A lot of books are written on the subject of not attaching. I have read a few. I am guessing this is one of those experiences I need to feel through in combination with some exploration by the mind. I am thinking today I found a good experience to remember and hopefully to re-experience. My heart however is still shifted into a cramp and I keep on burping.

It is time to go to bed. In addition to writing the above I need to add here that since a few weeks I am taking added Iodine and some Schuessler salts. The salts are specifically for letting go. Some of them help me lose water weight too. Which…..  I am not sure (I am VERY SURE) if I am fooling myself because I eat a bag of chips and some very salty cheese in really hot weather without drinking a lot and then go ‘Whoops, I need to shed waterweight because my feet are swelling up’. Abuse, just comes easy to me. It could be a song. But I am learning. Right now my heart (!!!) softly tells me: you do not have to write that. No need, let go.

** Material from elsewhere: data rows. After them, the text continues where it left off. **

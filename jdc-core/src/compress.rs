//! Per-chunk deflate codec and the extension-based compression policy.
//!
//! Chunks are compressed independently with raw deflate, so a retried
//! chunk never depends on compressor state from an earlier one. The policy
//! is decided once per file from its extension: text-like extensions
//! compress, already-compressed containers and unknown extensions do not.

use std::io::{Read, Write};

use bytes::Bytes;
use flate2::Compression;
use flate2::read::DeflateDecoder;
use flate2::write::DeflateEncoder;

use crate::error::TransferError;

/// Extensions whose content is worth deflating.
const COMPRESSIBLE: &[&str] = &[
    "txt", "log", "csv", "json", "xml", "html", "htm", "css", "js", "sql", "md", "yaml", "yml",
    "ini", "conf", "cfg",
];

/// Extensions that are already entropy-coded; deflating them wastes CPU.
const ALREADY_COMPRESSED: &[&str] = &[
    "zip", "gz", "bz2", "xz", "rar", "7z", "tar", "mp3", "mp4", "avi", "mkv", "jpg", "jpeg",
    "png", "gif", "webp", "pdf", "docx", "xlsx", "pptx", "odt", "ods", "odp",
];

fn extension_of(name: &str) -> Option<String> {
    std::path::Path::new(name)
        .extension()
        .map(|ext| ext.to_string_lossy().to_ascii_lowercase())
}

/// Whether chunks of the named file should be compressed at all.
/// Unknown extensions default to uncompressed.
pub fn should_compress(name: &str) -> bool {
    match extension_of(name) {
        Some(ext) => {
            !ALREADY_COMPRESSED.contains(&ext.as_str()) && COMPRESSIBLE.contains(&ext.as_str())
        }
        None => false,
    }
}

/// Deflate level for the named file: the default balance for text-like
/// extensions, best-speed for anything else that opts in.
pub fn level_for(name: &str) -> Compression {
    match extension_of(name) {
        Some(ext) if COMPRESSIBLE.contains(&ext.as_str()) => Compression::default(),
        _ => Compression::fast(),
    }
}

/// Per-file compression plan for the sender: `None` means every chunk
/// travels raw.
pub fn plan(name: &str, enabled: bool) -> Option<Compression> {
    if enabled && should_compress(name) { Some(level_for(name)) } else { None }
}

/// Deflate one chunk body.
pub fn compress_chunk(data: &[u8], level: Compression) -> Result<Vec<u8>, TransferError> {
    let mut encoder = DeflateEncoder::new(Vec::with_capacity(data.len() / 2), level);
    encoder
        .write_all(data)
        .and_then(|_| encoder.finish())
        .map_err(|e| TransferError::Compression(e.to_string()))
}

/// Inflate one chunk body. The output must match the size announced
/// before transmission; anything else rejects the chunk.
pub fn decompress_chunk(data: &[u8], expected_len: usize) -> Result<Bytes, TransferError> {
    let mut out = Vec::with_capacity(expected_len);
    let mut decoder = DeflateDecoder::new(data).take(expected_len as u64 + 1);
    decoder
        .read_to_end(&mut out)
        .map_err(|e| TransferError::Compression(e.to_string()))?;
    if out.len() != expected_len {
        return Err(TransferError::DecompressedSizeMismatch {
            expected: expected_len,
            actual: out.len(),
        });
    }
    Ok(Bytes::from(out))
}
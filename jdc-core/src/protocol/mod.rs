//! Wire protocol — command vocabulary and framing primitives.
//!
//! Every frame is one command byte followed by that command's payload:
//! newline-terminated ASCII lines for scalars and raw binary blocks for
//! chunk bodies. The codec in [`wire`] exposes the primitives; the transfer
//! drivers own the semantics.

pub mod resume;
pub mod wire;

use crate::error::TransferError;

/// Upper bound on a single payload line. Sized for the comma-separated
/// completed-chunk-indices line of the Resume frame, which grows with the
/// chunk count of very large transfers.
pub const MAX_LINE_LEN: usize = 64 * 1024 * 1024;

/// Verdict token returned by the receiver when digests match.
pub const HASH_VERIFIED: &str = "HASH_VERIFIED";

/// Command vocabulary. The discriminant is the first byte of each frame.
#[repr(u8)]
#[derive(Debug, PartialEq, Eq, Copy, Clone)]
pub enum Command {
    /// C→S: filename, file size, verify preference.
    Init = 1,
    /// S→C: request the chunk at an absolute byte offset.
    Request = 2,
    /// C→S: one chunk body, optionally compressed.
    Data = 3,
    /// S→C: transfer finished.
    Complete = 4,
    /// Either direction: fatal failure with a message line.
    Error = 5,
    /// Either direction: digest request, digest reply, or verdict.
    Hash = 6,
    /// S→C: name of the negotiated digest algorithm.
    HashAlgo = 7,
    /// Either direction: RTT probe.
    Ping = 8,
    /// Either direction: RTT probe reply.
    Pong = 9,
    /// Reserved for protocol version negotiation.
    Version = 10,
    /// S→C: resume offer with the completed-chunk bitmap.
    Resume = 11,
    /// C→S: accept or reject the resume offer.
    ResumeAck = 12,
}

impl Command {
    /// Wire name, for diagnostics and unexpected-command errors.
    pub fn name(&self) -> &'static str {
        match self {
            Self::Init => "Init",
            Self::Request => "Request",
            Self::Data => "Data",
            Self::Complete => "Complete",
            Self::Error => "Error",
            Self::Hash => "Hash",
            Self::HashAlgo => "HashAlgo",
            Self::Ping => "Ping",
            Self::Pong => "Pong",
            Self::Version => "Version",
            Self::Resume => "Resume",
            Self::ResumeAck => "ResumeAck",
        }
    }
}

impl TryFrom<u8> for Command {
    type Error = TransferError;

    fn try_from(value: u8) -> Result<Self, TransferError> {
        match value {
            1 => Ok(Self::Init),
            2 => Ok(Self::Request),
            3 => Ok(Self::Data),
            4 => Ok(Self::Complete),
            5 => Ok(Self::Error),
            6 => Ok(Self::Hash),
            7 => Ok(Self::HashAlgo),
            8 => Ok(Self::Ping),
            9 => Ok(Self::Pong),
            10 => Ok(Self::Version),
            11 => Ok(Self::Resume),
            12 => Ok(Self::ResumeAck),
            other => Err(TransferError::UnknownCommand(other)),
        }
    }
}

#[cfg(test)]
mod tests {
    use super::*;

    #[test]
    fn command_byte_roundtrip() {
        for code in 1u8..=12 {
            let cmd = Command::try_from(code).unwrap();
            assert_eq!(cmd as u8, code);
        }
    }

    #[test]
    fn unknown_command_rejected() {
        assert!(matches!(
            Command::try_from(0),
            Err(TransferError::UnknownCommand(0))
        ));
        assert!(matches!(
            Command::try_from(13),
            Err(TransferError::UnknownCommand(13))
        ));
    }
}
//! Framing codec — buffered reader/writer primitives for the command
//! protocol.
//!
//! The codec knows how to move commands, lines, integers, booleans, flag
//! bytes, and raw blocks across the stream; it never interprets what they
//! mean. Writers buffer internally, so a driver must call
//! [`FrameWriter::flush`] before awaiting the peer's reply.

use bytes::{Bytes, BytesMut};
use tokio::io::{AsyncRead, AsyncReadExt, AsyncWrite, AsyncWriteExt, BufReader, BufWriter};

use crate::error::TransferError;
use crate::protocol::{Command, MAX_LINE_LEN};

/// Reading half of a framed connection.
pub struct FrameReader<R> {
    inner: BufReader<R>,
}

impl<R: AsyncRead + Unpin> FrameReader<R> {
    /// Wrap a raw stream with the given buffer capacity.
    pub fn new(inner: R, buffer_size: usize) -> Self {
        Self { inner: BufReader::with_capacity(buffer_size.max(4096), inner) }
    }

    /// Read the next command byte.
    pub async fn read_command(&mut self) -> Result<Command, TransferError> {
        let byte = self.read_byte().await?;
        Command::try_from(byte)
    }

    /// Read one raw byte (compression flags, resume flags).
    pub async fn read_byte(&mut self) -> Result<u8, TransferError> {
        let mut buf = [0u8; 1];
        self.inner.read_exact(&mut buf).await.map_err(map_eof)?;
        Ok(buf[0])
    }

    /// Read a `\n`-terminated UTF-8 line, without the terminator.
    ///
    /// Lines longer than [`MAX_LINE_LEN`] fail the frame rather than
    /// buffering without bound.
    pub async fn read_line(&mut self) -> Result<String, TransferError> {
        use tokio::io::AsyncBufReadExt;

        let mut raw = Vec::new();
        let mut limited = (&mut self.inner).take(MAX_LINE_LEN as u64 + 1);
        let n = limited.read_until(b'\n', &mut raw).await.map_err(map_eof)?;
        if n == 0 {
            return Err(TransferError::ConnectionClosed);
        }
        match raw.pop() {
            Some(b'\n') => {}
            // Hit the length cap or EOF before the terminator.
            _ => {
                if raw.len() >= MAX_LINE_LEN {
                    return Err(TransferError::MalformedField("line exceeds maximum length"));
                }
                return Err(TransferError::ConnectionClosed);
            }
        }
        if raw.last() == Some(&b'\r') {
            raw.pop();
        }
        String::from_utf8(raw).map_err(|_| TransferError::MalformedField("line is not utf-8"))
    }

    /// Read a line and parse it as a decimal int64.
    pub async fn read_i64(&mut self) -> Result<i64, TransferError> {
        let line = self.read_line().await?;
        line.trim()
            .parse::<i64>()
            .map_err(|_| TransferError::MalformedField("expected decimal integer"))
    }

    /// Read a line and parse it as `true` / `false`.
    pub async fn read_bool(&mut self) -> Result<bool, TransferError> {
        let line = self.read_line().await?;
        match line.trim() {
            "true" => Ok(true),
            "false" => Ok(false),
            _ => Err(TransferError::MalformedField("expected boolean")),
        }
    }

    /// Read exactly `len` raw bytes (chunk bodies).
    pub async fn read_block(&mut self, len: usize) -> Result<Bytes, TransferError> {
        let mut buf = BytesMut::zeroed(len);
        self.inner.read_exact(&mut buf).await.map_err(map_eof)?;
        Ok(buf.freeze())
    }
}

/// Writing half of a framed connection.
pub struct FrameWriter<W> {
    inner: BufWriter<W>,
}

impl<W: AsyncWrite + Unpin> FrameWriter<W> {
    /// Wrap a raw stream with the given buffer capacity.
    pub fn new(inner: W, buffer_size: usize) -> Self {
        Self { inner: BufWriter::with_capacity(buffer_size.max(4096), inner) }
    }

    /// Write a command byte.
    pub async fn write_command(&mut self, command: Command) -> Result<(), TransferError> {
        self.inner.write_u8(command as u8).await.map_err(map_eof)
    }

    /// Write one raw byte.
    pub async fn write_byte(&mut self, byte: u8) -> Result<(), TransferError> {
        self.inner.write_u8(byte).await.map_err(map_eof)
    }

    /// Write a payload line plus terminator. The text must not itself
    /// contain a newline.
    pub async fn write_line(&mut self, line: &str) -> Result<(), TransferError> {
        debug_assert!(!line.contains('\n'));
        self.inner.write_all(line.as_bytes()).await.map_err(map_eof)?;
        self.inner.write_u8(b'\n').await.map_err(map_eof)
    }

    /// Write an int64 as its decimal line.
    pub async fn write_i64(&mut self, value: i64) -> Result<(), TransferError> {
        let mut buf = value.to_string();
        buf.push('\n');
        self.inner.write_all(buf.as_bytes()).await.map_err(map_eof)
    }

    /// Write a boolean as its `true` / `false` line.
    pub async fn write_bool(&mut self, value: bool) -> Result<(), TransferError> {
        self.write_line(if value { "true" } else { "false" }).await
    }

    /// Write a raw block (chunk bodies).
    pub async fn write_block(&mut self, data: &[u8]) -> Result<(), TransferError> {
        self.inner.write_all(data).await.map_err(map_eof)
    }

    /// Flush buffered frames to the socket. Required before awaiting a
    /// reply.
    pub async fn flush(&mut self) -> Result<(), TransferError> {
        self.inner.flush().await.map_err(map_eof)
    }
}

fn map_eof(e: std::io::Error) -> TransferError {
    if e.kind() == std::io::ErrorKind::UnexpectedEof {
        TransferError::ConnectionClosed
    } else {
        TransferError::Network(e)
    }
}
//! Socket setup and deadline helpers.
//!
//! Options are applied once, right after accept/connect and before any
//! frame flows: Nagle off for request/response latency, keepalive so a
//! dead peer is noticed during long quiet stretches, and matched kernel
//! buffer sizes.

use std::time::Duration;

use socket2::{SockRef, TcpKeepalive};
use tokio::net::TcpStream;
use tokio_util::sync::CancellationToken;

use crate::error::TransferError;

/// Keepalive probe period.
const KEEPALIVE_PERIOD: Duration = Duration::from_secs(30);

/// Apply the transfer socket options. Buffer sizing failures are demoted
/// to a log line; some platforms clamp or refuse large values.
pub fn configure_stream(stream: &TcpStream, buffer_size: usize) -> Result<(), TransferError> {
    stream.set_nodelay(true)?;

    let sock = SockRef::from(stream);
    sock.set_keepalive(true)?;
    sock.set_tcp_keepalive(&TcpKeepalive::new().with_time(KEEPALIVE_PERIOD))?;
    if let Err(e) = sock.set_send_buffer_size(buffer_size) {
        tracing::debug!(error = %e, "could not size send buffer");
    }
    if let Err(e) = sock.set_recv_buffer_size(buffer_size) {
        tracing::debug!(error = %e, "could not size receive buffer");
    }
    Ok(())
}

/// Run `fut` under a deadline while observing the cancellation token.
///
/// Cancellation wins over completion when both are ready, so shutdown is
/// prompt even on a busy stream. A timeout maps to a retryable Network
/// error; cancellation is terminal.
pub async fn with_deadline<T, F>(
    token: &CancellationToken,
    deadline: Duration,
    fut: F,
) -> Result<T, TransferError>
where
    F: Future<Output = Result<T, TransferError>>,
{
    tokio::select! {
        biased;
        _ = token.cancelled() => Err(TransferError::Cancelled),
        result = tokio::time::timeout(deadline, fut) => match result {
            Ok(inner) => inner,
            Err(_) => Err(TransferError::Timeout(deadline)),
        },
    }
}

#[cfg(test)]
mod tests {
    use super::*;
    use tokio::net::TcpListener;

    #[tokio::test]
    async fn configure_accepted_stream() {
        let listener = TcpListener::bind("127.0.0.1:0").await.unwrap();
        let addr = listener.local_addr().unwrap();
        let client = tokio::spawn(async move { TcpStream::connect(addr).await.unwrap() });
        let (server_stream, _) = listener.accept().await.unwrap();
        let client_stream = client.await.unwrap();

        configure_stream(&server_stream, 1024 * 1024).unwrap();
        configure_stream(&client_stream, 1024 * 1024).unwrap();
        assert!(server_stream.nodelay().unwrap());
    }

    #[tokio::test]
    async fn deadline_times_out() {
        let token = CancellationToken::new();
        let res: Result<(), _> = with_deadline(&token, Duration::from_millis(20), async {
            tokio::time::sleep(Duration::from_secs(60)).await;
            Ok(())
        })
        .await;
        assert!(matches!(res, Err(TransferError::Timeout(_))));
    }

    #[tokio::test]
    async fn cancellation_beats_completion() {
        let token = CancellationToken::new();
        token.cancel();
        let res = with_deadline(&token, Duration::from_secs(60), async { Ok(7) }).await;
        assert!(matches!(res, Err(TransferError::Cancelled)));
    }

    #[tokio::test]
    async fn completion_passes_through() {
        let token = CancellationToken::new();
        let res = with_deadline(&token, Duration::from_secs(60), async { Ok(7) }).await;
        assert_eq!(res.unwrap(), 7);
    }
}
//! Adaptive inter-chunk pacing.
//!
//! The controller keeps an exponentially-smoothed throughput average and a
//! bounded multiplier applied to the configured base delay. Growth (×1.2)
//! and shrink (×0.8) are deliberately asymmetric: sustained noise drifts
//! the multiplier upward, pacing conservatively, and the clamp ballasts
//! the drift.

use std::time::Duration;

/// Smoothing weight kept for the running average.
const EWMA_KEEP: f64 = 0.7;
/// Weight given to the newest observation.
const EWMA_NEW: f64 = 0.3;

/// Throughput below this fraction of the average counts as a regression.
const REGRESS_FRACTION: f64 = 0.7;
/// Throughput above this fraction of the average counts as an improvement.
const IMPROVE_FRACTION: f64 = 1.2;

const MULTIPLIER_FLOOR: f64 = 0.1;
const MULTIPLIER_CEIL: f64 = 10.0;

/// Rate-responsive delay controller for the sending loop.
#[derive(Debug, Clone)]
pub struct RateController {
    adaptive: bool,
    min_delay: Duration,
    max_delay: Duration,
    avg_rate: f64,
    multiplier: f64,
}

impl RateController {
    pub fn new(adaptive: bool, min_delay: Duration, max_delay: Duration) -> Self {
        Self { adaptive, min_delay, max_delay, avg_rate: 0.0, multiplier: 1.0 }
    }

    /// Record one chunk's observed throughput.
    pub fn observe(&mut self, bytes: u64, elapsed: Duration) {
        if !self.adaptive || bytes == 0 {
            return;
        }
        let secs = elapsed.as_secs_f64();
        if secs <= 0.0 {
            return;
        }
        let current = bytes as f64 / secs;

        if self.avg_rate == 0.0 {
            self.avg_rate = current;
            return;
        }

        if current < REGRESS_FRACTION * self.avg_rate {
            self.multiplier *= 1.2;
        } else if current > IMPROVE_FRACTION * self.avg_rate {
            self.multiplier *= 0.8;
        }
        self.multiplier = self.multiplier.clamp(MULTIPLIER_FLOOR, MULTIPLIER_CEIL);

        self.avg_rate = EWMA_KEEP * self.avg_rate + EWMA_NEW * current;
    }

    /// Pacing delay for the next chunk. Passes `base` through verbatim
    /// when adaptive mode is off.
    pub fn delay(&self, base: Duration) -> Duration {
        if !self.adaptive {
            return base;
        }
        base.mul_f64(self.multiplier).clamp(self.min_delay, self.max_delay)
    }

    /// Smoothed throughput in bytes/second, zero until the first sample.
    pub fn average_rate(&self) -> u64 {
        self.avg_rate as u64
    }

    #[cfg(test)]
    fn multiplier(&self) -> f64 {
        self.multiplier
    }
}

#[cfg(test)]
mod tests {
    use super::*;

    fn controller() -> RateController {
        RateController::new(true, Duration::from_millis(1), Duration::from_millis(500))
    }

    #[test]
    fn non_adaptive_passes_base_through() {
        let ctl = RateController::new(false, Duration::from_millis(50), Duration::from_millis(60));
        // No clamping either: verbatim.
        assert_eq!(ctl.delay(Duration::from_millis(5)), Duration::from_millis(5));
        assert_eq!(ctl.delay(Duration::from_secs(2)), Duration::from_secs(2));
    }

    #[test]
    fn first_sample_seeds_average() {
        let mut ctl = controller();
        ctl.observe(1_000_000, Duration::from_secs(1));
        assert_eq!(ctl.average_rate(), 1_000_000);
        assert_eq!(ctl.multiplier(), 1.0);
    }

    #[test]
    fn regression_backs_off() {
        let mut ctl = controller();
        ctl.observe(1_000_000, Duration::from_secs(1));
        // Well below 0.7 × avg.
        ctl.observe(100_000, Duration::from_secs(1));
        assert!(ctl.multiplier() > 1.0);
    }

    #[test]
    fn improvement_tightens() {
        let mut ctl = controller();
        ctl.observe(1_000_000, Duration::from_secs(1));
        // Well above 1.2 × avg.
        ctl.observe(5_000_000, Duration::from_secs(1));
        assert!(ctl.multiplier() < 1.0);
    }

    #[test]
    fn steady_throughput_leaves_multiplier_alone() {
        let mut ctl = controller();
        ctl.observe(1_000_000, Duration::from_secs(1));
        ctl.observe(1_000_000, Duration::from_secs(1));
        assert_eq!(ctl.multiplier(), 1.0);
    }

    #[test]
    fn multiplier_stays_bounded() {
        // P7: any observation sequence keeps the multiplier in [0.1, 10.0].
        let mut ctl = controller();
        ctl.observe(1_000_000, Duration::from_secs(1));
        for _ in 0..200 {
            ctl.observe(1, Duration::from_secs(1));
        }
        assert!(ctl.multiplier() <= MULTIPLIER_CEIL);

        let mut ctl = controller();
        ctl.observe(1, Duration::from_secs(1));
        for _ in 0..200 {
            ctl.observe(u64::MAX / 2, Duration::from_secs(1));
        }
        assert!(ctl.multiplier() >= MULTIPLIER_FLOOR);
    }

    #[test]
    fn delay_respects_bounds() {
        let mut ctl = controller();
        ctl.observe(1_000_000, Duration::from_secs(1));
        for _ in 0..200 {
            ctl.observe(1, Duration::from_secs(1));
        }
        let d = ctl.delay(Duration::from_millis(100));
        assert!(d >= Duration::from_millis(1) && d <= Duration::from_millis(500));

        // Even a zero base lands inside the configured window.
        let d = ctl.delay(Duration::ZERO);
        assert!(d >= Duration::from_millis(1));
    }

    #[test]
    fn zero_elapsed_ignored() {
        let mut ctl = controller();
        ctl.observe(1_000_000, Duration::ZERO);
        assert_eq!(ctl.average_rate(), 0);
    }
}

I feel my heart is coming alive again. Today I walked up 4 long stairs and I was a little out of breath and my heart was pumping. My first reaction was fear but then I remembered the pride I used to feel as a child in the strength of my body and everything changed. The air I was taking in was not a desperate gasp but life bringing oxygen. The pumping of my heart not a desperate attempt to stay alive but the strong beating of a heart which joins with the body to do work.

Did I tell you the hug-buddy missed me and invited himself back over. Hmmm, it is like an addiction; stop for a while without really pulling out the root of the desire…. the attachment deepens when you re-connect again. And yes, I know, when it comes to man-women things that comparison could be perceived a little awkward…. But I guess that is the revengeful bitch in me speaking. Pulling out roots. Ghegheghe… did not do that.  That sounds weird too. Gonna leave it in here thought because I resorted to a little aggressive behaviour and this comparison is part of that. Same shit as talking about pulling out roots. Not good. Ramadan coming up next Tuesday, no hugging with the hug-buddy so he says. That is good -> talk time.

I am grateful I do not drink anymore. A few posts ago I wondered about my sobriety. I have reset my wish for sobriety and clarity, newly expressed it to myself and that feels way better. I guess I was taking it for granted like ‘3,5 years no problem, what’s gonna happen to me now’. But that is not sobriety. I need intent to become clear. Move beyond only the not drinking. Not drinking is only a ‘tool’. Or more like an area of destructive behaviour I should not move into when I want to become clear. I guess today the experience of being able to, for a certain amount of time, be conscious of letting go of attachment to my dying brother has helped me with that. Being clear is good.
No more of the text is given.